*Problem*
In the entries below, the lines from the one with "self.client_rooms.remove(&client_id);" through the one with "pub fn room_of(&self, client_id: ClientId)" are to be copied exactly; both ends count.
━━ Source material
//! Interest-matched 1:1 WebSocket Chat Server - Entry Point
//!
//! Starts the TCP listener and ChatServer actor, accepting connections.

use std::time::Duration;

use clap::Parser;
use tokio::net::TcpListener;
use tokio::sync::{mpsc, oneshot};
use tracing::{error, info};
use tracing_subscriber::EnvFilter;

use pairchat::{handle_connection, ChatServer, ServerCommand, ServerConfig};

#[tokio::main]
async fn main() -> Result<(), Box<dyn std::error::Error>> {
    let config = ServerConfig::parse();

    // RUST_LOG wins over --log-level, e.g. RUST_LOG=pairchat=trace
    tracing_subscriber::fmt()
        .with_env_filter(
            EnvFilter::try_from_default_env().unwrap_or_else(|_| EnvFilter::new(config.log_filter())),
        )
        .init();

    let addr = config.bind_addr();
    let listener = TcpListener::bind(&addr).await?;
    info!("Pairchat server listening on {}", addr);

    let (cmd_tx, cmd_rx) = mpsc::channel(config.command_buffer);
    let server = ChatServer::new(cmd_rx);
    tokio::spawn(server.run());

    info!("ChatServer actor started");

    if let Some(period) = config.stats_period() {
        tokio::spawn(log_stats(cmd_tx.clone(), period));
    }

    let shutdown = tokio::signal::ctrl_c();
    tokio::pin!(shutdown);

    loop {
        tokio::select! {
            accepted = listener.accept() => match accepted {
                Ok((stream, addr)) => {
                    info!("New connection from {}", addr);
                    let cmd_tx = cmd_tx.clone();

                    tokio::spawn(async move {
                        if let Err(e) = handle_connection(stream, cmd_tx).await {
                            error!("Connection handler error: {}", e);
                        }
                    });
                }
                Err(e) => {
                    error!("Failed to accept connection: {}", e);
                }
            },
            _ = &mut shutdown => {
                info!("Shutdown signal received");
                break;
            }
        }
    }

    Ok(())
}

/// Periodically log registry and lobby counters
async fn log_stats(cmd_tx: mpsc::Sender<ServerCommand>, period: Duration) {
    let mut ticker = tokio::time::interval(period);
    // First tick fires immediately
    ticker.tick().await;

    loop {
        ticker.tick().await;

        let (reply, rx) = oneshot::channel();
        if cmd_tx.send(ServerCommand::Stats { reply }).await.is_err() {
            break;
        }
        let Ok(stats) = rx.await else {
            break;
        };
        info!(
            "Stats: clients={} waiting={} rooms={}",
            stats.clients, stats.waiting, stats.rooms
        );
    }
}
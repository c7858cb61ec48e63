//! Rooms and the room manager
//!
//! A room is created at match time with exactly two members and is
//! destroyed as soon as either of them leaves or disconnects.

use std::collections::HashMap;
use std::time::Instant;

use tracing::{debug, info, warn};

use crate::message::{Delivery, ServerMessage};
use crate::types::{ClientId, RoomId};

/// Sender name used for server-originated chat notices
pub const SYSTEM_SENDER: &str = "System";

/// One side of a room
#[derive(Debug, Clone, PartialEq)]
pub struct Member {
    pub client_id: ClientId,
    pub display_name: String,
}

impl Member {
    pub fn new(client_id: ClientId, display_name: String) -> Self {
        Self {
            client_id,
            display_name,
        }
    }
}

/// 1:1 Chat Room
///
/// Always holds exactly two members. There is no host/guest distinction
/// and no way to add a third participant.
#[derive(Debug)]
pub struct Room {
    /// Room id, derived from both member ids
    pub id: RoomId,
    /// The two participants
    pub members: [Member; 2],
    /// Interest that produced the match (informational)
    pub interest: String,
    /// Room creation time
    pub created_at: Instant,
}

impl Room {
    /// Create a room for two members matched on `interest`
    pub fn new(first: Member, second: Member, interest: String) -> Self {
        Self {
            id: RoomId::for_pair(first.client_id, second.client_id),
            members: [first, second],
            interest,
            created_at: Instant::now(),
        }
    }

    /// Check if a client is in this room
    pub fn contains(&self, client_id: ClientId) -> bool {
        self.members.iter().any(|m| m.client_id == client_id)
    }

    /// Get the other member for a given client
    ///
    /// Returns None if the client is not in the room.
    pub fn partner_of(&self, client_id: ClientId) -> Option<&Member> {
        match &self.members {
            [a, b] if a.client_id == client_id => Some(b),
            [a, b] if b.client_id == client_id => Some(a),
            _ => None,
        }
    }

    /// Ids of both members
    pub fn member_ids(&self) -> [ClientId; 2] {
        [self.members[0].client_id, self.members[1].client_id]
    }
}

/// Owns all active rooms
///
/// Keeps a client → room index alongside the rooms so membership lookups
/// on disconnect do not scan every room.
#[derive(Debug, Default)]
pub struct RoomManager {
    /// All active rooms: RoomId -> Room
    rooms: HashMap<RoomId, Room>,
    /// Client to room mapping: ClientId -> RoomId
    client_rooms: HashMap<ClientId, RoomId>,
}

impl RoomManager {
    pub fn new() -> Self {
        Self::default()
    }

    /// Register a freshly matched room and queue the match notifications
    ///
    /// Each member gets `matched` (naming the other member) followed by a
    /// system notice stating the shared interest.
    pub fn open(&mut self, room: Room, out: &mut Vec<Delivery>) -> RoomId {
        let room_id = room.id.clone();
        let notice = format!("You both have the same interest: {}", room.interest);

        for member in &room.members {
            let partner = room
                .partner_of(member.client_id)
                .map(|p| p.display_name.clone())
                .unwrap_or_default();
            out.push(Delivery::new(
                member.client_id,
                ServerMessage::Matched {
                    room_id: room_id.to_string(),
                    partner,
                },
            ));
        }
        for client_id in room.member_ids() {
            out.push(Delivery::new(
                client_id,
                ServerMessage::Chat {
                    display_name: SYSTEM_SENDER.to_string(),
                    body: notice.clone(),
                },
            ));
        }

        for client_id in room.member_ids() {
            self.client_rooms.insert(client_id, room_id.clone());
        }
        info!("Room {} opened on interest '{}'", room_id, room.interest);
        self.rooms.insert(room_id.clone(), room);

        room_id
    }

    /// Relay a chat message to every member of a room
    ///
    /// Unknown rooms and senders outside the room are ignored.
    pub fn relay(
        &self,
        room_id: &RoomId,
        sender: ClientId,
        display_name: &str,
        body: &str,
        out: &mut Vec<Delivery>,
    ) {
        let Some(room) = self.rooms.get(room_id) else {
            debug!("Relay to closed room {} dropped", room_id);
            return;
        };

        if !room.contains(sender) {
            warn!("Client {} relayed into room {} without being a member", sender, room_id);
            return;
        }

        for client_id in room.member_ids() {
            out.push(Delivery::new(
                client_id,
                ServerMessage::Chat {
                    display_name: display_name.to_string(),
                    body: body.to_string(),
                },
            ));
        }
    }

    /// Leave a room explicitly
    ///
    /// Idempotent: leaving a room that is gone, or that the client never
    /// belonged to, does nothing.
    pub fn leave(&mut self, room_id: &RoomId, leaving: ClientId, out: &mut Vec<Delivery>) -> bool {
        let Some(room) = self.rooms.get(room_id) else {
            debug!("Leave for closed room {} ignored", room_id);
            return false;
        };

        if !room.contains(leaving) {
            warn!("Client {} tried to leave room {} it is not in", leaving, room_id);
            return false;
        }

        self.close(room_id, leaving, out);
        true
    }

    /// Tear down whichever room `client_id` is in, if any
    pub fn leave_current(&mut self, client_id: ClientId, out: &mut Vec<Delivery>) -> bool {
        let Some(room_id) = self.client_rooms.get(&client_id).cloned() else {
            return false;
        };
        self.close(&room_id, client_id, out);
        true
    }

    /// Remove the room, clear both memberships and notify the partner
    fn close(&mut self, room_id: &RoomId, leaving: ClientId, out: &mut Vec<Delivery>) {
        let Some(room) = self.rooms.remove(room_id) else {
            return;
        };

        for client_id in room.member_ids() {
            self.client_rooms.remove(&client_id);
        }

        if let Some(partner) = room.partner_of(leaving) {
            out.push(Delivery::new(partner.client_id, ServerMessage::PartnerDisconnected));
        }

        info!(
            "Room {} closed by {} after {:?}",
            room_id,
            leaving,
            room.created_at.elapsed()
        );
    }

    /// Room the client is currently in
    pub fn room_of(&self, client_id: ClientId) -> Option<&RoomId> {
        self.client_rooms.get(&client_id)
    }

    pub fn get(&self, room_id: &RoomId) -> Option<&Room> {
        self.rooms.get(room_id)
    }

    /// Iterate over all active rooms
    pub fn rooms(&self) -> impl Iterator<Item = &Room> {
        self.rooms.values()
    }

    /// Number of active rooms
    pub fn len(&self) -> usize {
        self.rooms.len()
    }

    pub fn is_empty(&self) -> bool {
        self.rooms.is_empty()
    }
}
━━━━
*Task result*
            self.client_rooms.remove(&client_id);
        }

        if let Some(partner) = room.partner_of(leaving) {
            out.push(Delivery::new(partner.client_id, ServerMessage::PartnerDisconnected));
        }

        info!(
            "Room {} closed by {} after {:?}",
            room_id,
            leaving,
            room.created_at.elapsed()
        );
    }

    /// Room the client is currently in
    pub fn room_of(&self, client_id: ClientId) -> Option<&RoomId> {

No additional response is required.